PFKFB3 modulates glycolytic metabolism and alleviates endoplasmic reticulum stress in human osteoarthritis cartilage

Summary Glycolytic disorder has been demonstrated to be a major cause of osteoarthritis ( OA ) and chondrocyte dysfunction. The present work aimed to investigate the expression and role of the glycolytic regulator 6‐phosphofructo‐2‐kinase/fructose‐2,6‐bisphosphatase 3 ( PFKFB 3) in OA cartilage. It was found that PFKFB 3 expression was down‐regulated in human OA cartilage tissues and in tumour necrosis factor ( TNF )‐ α ‐ or interleukin ( IL )‐1 β ‐stimulated human chondrocytes. The glycolytic metabolism appeared as glucose utilization and adenosine triphosphate ( ATP ) generation, and lactate production was stunted in OA cartilage. However, the impaired glycolytic process in OA cartilage was improved by PFKFB 3 overexpression, which was confirmed in TNF ‐ α ‐ or IL ‐1 β ‐treated chondrocytes. Furthermore, the expressions of endoplasmic reticulum ( ER ) stress‐associated genes including PERK , ATF 3, IRE 1, phosphorylated eIF 2 α (p‐ eIF 2 α ) and MMP 13 were enhanced in OA cartilage explants, while they were decreased by Ad PFKFB 3 transfection. PFKFB 3 also modulated the expressions of PERK , ATF 3, IRE 1, p‐ eIF 2 α and MMP 13 in tunicamycin‐exposed chondrocytes. Additionally, PFKFB 3 improved the cell viability of OA cartilage explants and chondrocytes through the PI 3K/Akt/C/ EBP homologous protein ( CHOP ) signalling pathway.
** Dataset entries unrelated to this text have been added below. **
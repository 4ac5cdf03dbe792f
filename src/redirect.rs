use std::fs::{File, OpenOptions};
use std::io::{Read, Seek, SeekFrom, Write};
use std::mem;

use crate::clipboard;
use crate::context::{ExecutionContext, OutputStream};
use crate::error::{Error, Result};
use crate::pipes::{PipeDestination, PipeProcessReader};
use crate::statement::{RedirectMode, Statement};
use crate::tokenizer::strip_quotes;

/// Everything needed to undo one statement's redirection.
///
/// The previous pipe reader is captured unconditionally and put back by
/// [`end`], so an outer pipe survives an inner command's redirection
/// teardown. The previous output stream is only captured when this statement
/// actually redirected.
#[derive(Debug)]
pub struct RedirectionSavedState {
    output: Option<OutputStream>,
    pipe_reader: Option<PipeProcessReader>,
    redirecting: bool,
    /// Readable handle on the temp file backing a clipboard redirection.
    clipboard_buffer: Option<File>,
}

/// Pick where a new pipe process's stdout should go, based on the stream the
/// interpreter is currently writing to.
fn pipe_destination(current: &OutputStream) -> Result<PipeDestination> {
    match current {
        OutputStream::Stdout => Ok(PipeDestination::Inherit),
        OutputStream::File(file) => {
            let clone = file
                .try_clone()
                .map_err(|e| Error::Redirection(format!("failed to clone output file: {e}")))?;
            Ok(PipeDestination::File(clone))
        }
        OutputStream::Pipe(writer) => {
            let clone = writer
                .try_clone()
                .map_err(|e| Error::Redirection(format!("failed to clone pipe writer: {e}")))?;
            Ok(PipeDestination::Pipe(clone))
        }
        OutputStream::Capture(buffer) => Ok(PipeDestination::Capture(buffer.clone())),
    }
}

/// Apply a statement's pipe or output redirection to the context.
///
/// Returns the state [`end`] needs to restore everything. Statements with no
/// pipe and no redirection, and contexts with redirection disabled, produce
/// a saved state whose restoration is a no-op.
pub fn begin(ctx: &mut ExecutionContext, statement: &Statement) -> Result<RedirectionSavedState> {
    let mut saved = RedirectionSavedState {
        output: None,
        pipe_reader: ctx.pipe_reader.take(),
        redirecting: ctx.is_redirecting(),
        clipboard_buffer: None,
    };

    if !ctx.allow_redirection {
        return Ok(saved);
    }

    let outcome = if !statement.pipe_to.is_empty() {
        begin_pipe(ctx, statement, &mut saved)
    } else if statement.output != RedirectMode::None {
        if statement.output_to.is_empty() {
            begin_clipboard(ctx, statement, &mut saved)
        } else {
            begin_file(ctx, statement, &mut saved)
        }
    } else {
        Ok(())
    };

    match outcome {
        Ok(()) => Ok(saved),
        Err(e) => {
            // Leave the context exactly as we found it.
            ctx.pipe_reader = saved.pipe_reader.take();
            Err(e)
        }
    }
}

fn begin_pipe(
    ctx: &mut ExecutionContext,
    statement: &Statement,
    saved: &mut RedirectionSavedState,
) -> Result<()> {
    let (reader, writer) =
        os_pipe::pipe().map_err(|e| Error::Redirection(format!("failed to create pipe: {e}")))?;

    let destination = pipe_destination(&ctx.output)?;
    let mut process = PipeProcessReader::spawn(&statement.pipe_to, reader, destination)?;

    if let Err(e) = process.wait_for_startup() {
        // Reap the dead child before reporting the failure.
        drop(writer);
        let _ = process.wait();
        return Err(e);
    }

    tracing::debug!(pipe_to = %statement.pipe_to, pid = process.pid(), "pipe process started");
    ctx.interrupts().set_pipe_child(Some(process.pid()));
    saved.output = Some(mem::replace(&mut ctx.output, OutputStream::Pipe(writer)));
    ctx.pipe_reader = Some(process);
    ctx.redirecting = true;
    Ok(())
}

fn begin_file(
    ctx: &mut ExecutionContext,
    statement: &Statement,
    saved: &mut RedirectionSavedState,
) -> Result<()> {
    let target = strip_quotes(&statement.output_to);
    let file = OpenOptions::new()
        .write(true)
        .create(true)
        .truncate(statement.output == RedirectMode::Truncate)
        .append(statement.output == RedirectMode::Append)
        .open(&target)
        .map_err(|e| Error::Redirection(format!("failed to redirect to '{target}': {e}")))?;

    tracing::debug!(target = %target, mode = ?statement.output, "output redirected to file");
    saved.output = Some(mem::replace(&mut ctx.output, OutputStream::File(file)));
    ctx.redirecting = true;
    Ok(())
}

fn begin_clipboard(
    ctx: &mut ExecutionContext,
    statement: &Statement,
    saved: &mut RedirectionSavedState,
) -> Result<()> {
    if !clipboard::available() {
        return Err(Error::Clipboard(
            "cannot redirect to the clipboard: no clipboard is available in this session"
                .to_string(),
        ));
    }

    let mut file = tempfile::tempfile()
        .map_err(|e| Error::Redirection(format!("failed to create clipboard buffer: {e}")))?;
    if statement.output == RedirectMode::Append {
        file.write_all(clipboard::read()?.as_bytes())
            .map_err(Error::Io)?;
    }
    let readable = file
        .try_clone()
        .map_err(|e| Error::Redirection(format!("failed to clone clipboard buffer: {e}")))?;

    saved.clipboard_buffer = Some(readable);
    saved.output = Some(mem::replace(&mut ctx.output, OutputStream::File(file)));
    ctx.redirecting = true;
    Ok(())
}

/// Undo [`begin`]: flush and close the redirected stream, wait for any pipe
/// process this statement started, publish a clipboard buffer, and restore
/// the previous stream and pipe reader.
pub fn end(ctx: &mut ExecutionContext, mut saved: RedirectionSavedState) -> Result<()> {
    let mut result = Ok(());

    if let Some(previous) = saved.output.take() {
        // Flush before the stream is dropped; dropping the pipe write end is
        // what lets the pipe process see end-of-input and exit.
        let _ = ctx.flush();
        let redirected = mem::replace(&mut ctx.output, previous);
        drop(redirected);

        if let Some(mut process) = ctx.pipe_reader.take() {
            match process.wait() {
                Ok(status) => {
                    tracing::debug!(?status, "pipe process finished");
                }
                Err(e) => result = Err(e),
            }
        }

        if let Some(mut buffer) = saved.clipboard_buffer.take() {
            let publish = (|| -> Result<()> {
                buffer.seek(SeekFrom::Start(0)).map_err(Error::Io)?;
                let mut text = String::new();
                buffer.read_to_string(&mut text).map_err(Error::Io)?;
                clipboard::write(&text)
            })();
            if result.is_ok() {
                result = publish;
            }
        }
    }

    ctx.pipe_reader = saved.pipe_reader.take();
    ctx.redirecting = saved.redirecting;
    // Interrupt forwarding falls back to the enclosing pipe, if any.
    ctx.interrupts()
        .set_pipe_child(ctx.pipe_reader.as_ref().map(|p| p.pid()));
    result
}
The transfection of Ad PFKFB 3 also significantly reduced caspase 3 activation and promoted aggrecan and type II collagen expressions in OA cartilage explants and chondrocytes. In all, this study characterizes a novel role of PFKFB 3 in glycolytic metabolism and ER stress of OA cartilage explants and chondrocytes. The study might provide a potential target for OA prevention or therapy.